Running marea
MAREA (marea adamantly resists egregious acronyms) is a tool for processing PubMed abstracts. Ravanmehr et al for additional information.
The README of marea presents details on how to run the scripts. For the current project, we downloaded abstracts from NCBI's FTP site, which makes available gzipped .xml files containing titles, abstracts, and metadata for all PubMed articles. We used the xml2txt.py
script to extract the required fields from the abstracts. We then chose abstracts published between 2010 and 2020.
Using Your Own Data and Concept Replacement Tool.
For our experiments, we used PubTator to perform concept replacement, and the above file has already been processed with PubTator. You can use any analogous file and perform concept replacement by any method. Ensure the output is formatted in three tab-separated columns with column 1 being the PubMed identifier, column 2 being the year of publication, and column 3 being the abstract text with concept replacements. The following table shows an example.

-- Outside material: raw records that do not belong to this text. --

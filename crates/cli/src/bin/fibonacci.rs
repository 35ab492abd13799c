//! Print the n-th Fibonacci number: `cargo run --bin fibonacci -- <n>`.

use rat_trig_cli::args::{parse_or_exit, FibArgs};
use rat_trig_cli::{fib_message, logging};

fn main() {
    let args: FibArgs = parse_or_exit();
    logging::init(args.verbosity.level());

    tracing::debug!("Starting crazy calculations...");
    println!("{}", fib_message(args.n));
    tracing::info!("Script ends here");
}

Column 1 | Column 2 | Column 3 |
---|---|---|
35509584 | 2022 | endoscope control extend ... meshd009369 frontal convexity technical note .... |
35444774 | 2022 | meshd008223 ncbigene4609 ncbigene4609 ncbigene596 ncbigene596 ncbigene604 ncbigene604 rearrangement review diagnosis treatment modern era classification meshd009369 depends immunomorphological |
34433723 | 2021 | unusual meshd006471 mimic rupture solitary gastric varix due meshd046152 exogenous growth meshd046152 lead meshd006471 usual |
PubTator
Biomedical concept replacement was performed using resources from the PubTator Central project. The pubtate.py
script from the marea project was used to process the above files.